Boe Chelsea C, Freedman Brett A, Kumar Ravi, Lee Kendall, McDonald Robert, Port John
Department of Orthopedic Surgery, Mayo Clinic, Rochester, MN 55905, USA.
Department of Neurologic Surgery, Mayo Clinic, Rochester, MN 55905, USA.
J Spine Surg. 2017 Mar;3(1):112-118. doi: 10.21037/jss.2017.03.01.

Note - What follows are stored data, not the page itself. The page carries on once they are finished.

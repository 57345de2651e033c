//! Google Calendar integration for weathercal.
//!
//! Creates and refreshes one all-day event per forecast day, keyed by the
//! event's start date so repeated runs never produce duplicates. The caller
//! supplies a valid bearer token; obtaining and refreshing tokens is out of
//! scope.

pub mod client;
pub mod error;
pub mod types;

pub use client::CalendarClient;
pub use error::CalendarError;
pub use types::Event;
//! WMO weather code to display glyph mapping.
//!
//! Ref: https://open-meteo.com/en/docs

/// Map an Open-Meteo WMO weather code to its display glyph.
///
/// The associations are user-visible output and fixed; codes outside the
/// table render the generic unknown glyph rather than failing.
pub fn condition_to_glyph(code: i32) -> &'static str {
    match code {
        0 => "☀️",            // Clear
        1 => "🌤️",            // Mainly clear
        2 => "⛅",            // Partly cloudy
        3 => "☁️",            // Overcast
        45 | 48 => "🌫️",      // Fog
        51 => "🌦️",           // Light drizzle
        61 | 63 | 65 => "🌧️", // Rain
        71 => "❄️",            // Snow
        80 => "🌦️",           // Showers
        95 => "⛈️",           // Thunderstorm
        _ => "❓",
    }
}

#[cfg(test)]
mod tests {
    use super::*;

    #[test]
    fn known_codes_map_to_fixed_glyphs() {
        assert_eq!(condition_to_glyph(0), "☀️");
        assert_eq!(condition_to_glyph(1), "🌤️");
        assert_eq!(condition_to_glyph(2), "⛅");
        assert_eq!(condition_to_glyph(3), "☁️");
        assert_eq!(condition_to_glyph(45), "🌫️");
        assert_eq!(condition_to_glyph(48), "🌫️");
        assert_eq!(condition_to_glyph(51), "🌦️");
        assert_eq!(condition_to_glyph(61), "🌧️");
        assert_eq!(condition_to_glyph(63), "🌧️");
        assert_eq!(condition_to_glyph(65), "🌧️");
        assert_eq!(condition_to_glyph(71), "❄️");
        assert_eq!(condition_to_glyph(80), "🌦️");
        assert_eq!(condition_to_glyph(95), "⛈️");
    }

    #[test]
    fn unmapped_codes_render_unknown() {
        assert_eq!(condition_to_glyph(4), "❓");
        assert_eq!(condition_to_glyph(77), "❓");
        assert_eq!(condition_to_glyph(999), "❓");
        assert_eq!(condition_to_glyph(-1), "❓");
    }
}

We present a case of apparently uncomplicated lumbar decompression and discectomy with delayed postoperative neurological deterioration secondary to subdural hematoma at the thoracolumbar level of the spinal cord. Previously described subdural hematomas have occurred spontaneously or related to iatrogenic injury. Hitherto, no case of acute postoperative subdural hematoma has been reported in the postoperative setting in the absence of known iatrogenic dural injury. A 76-year-old male with central and lateral recess spinal stenosis underwent apparently uncomplicated bilateral L3-4 and left sided L4-5 decompressive partial laminectomies and discectomy. No incidental dural injury or cerebrospinal fluid leak was detected. On postoperative day two, he developed progressive, profound weakness, sensory changes and urinary retention. Magnetic resonance imaging (MRI) demonstrated a compressive subdural fluid collection extending between T11-L2, which was confirmed to be xanthochromic and under pressure superficial to an undisturbed arachnoid at emergent surgical exploration and evacuation. The mechanism of this complication is unknown. The patient went on to a complete recovery following surgical evacuation of the fluid via durotomy. While this is a very rare event, it reminds that a high index of suspicion is required with a low threshold for urgent imaging and intervention in the postoperative period upon development of unexpected, progressive and/or profound neurological findings regardless of intraoperative course.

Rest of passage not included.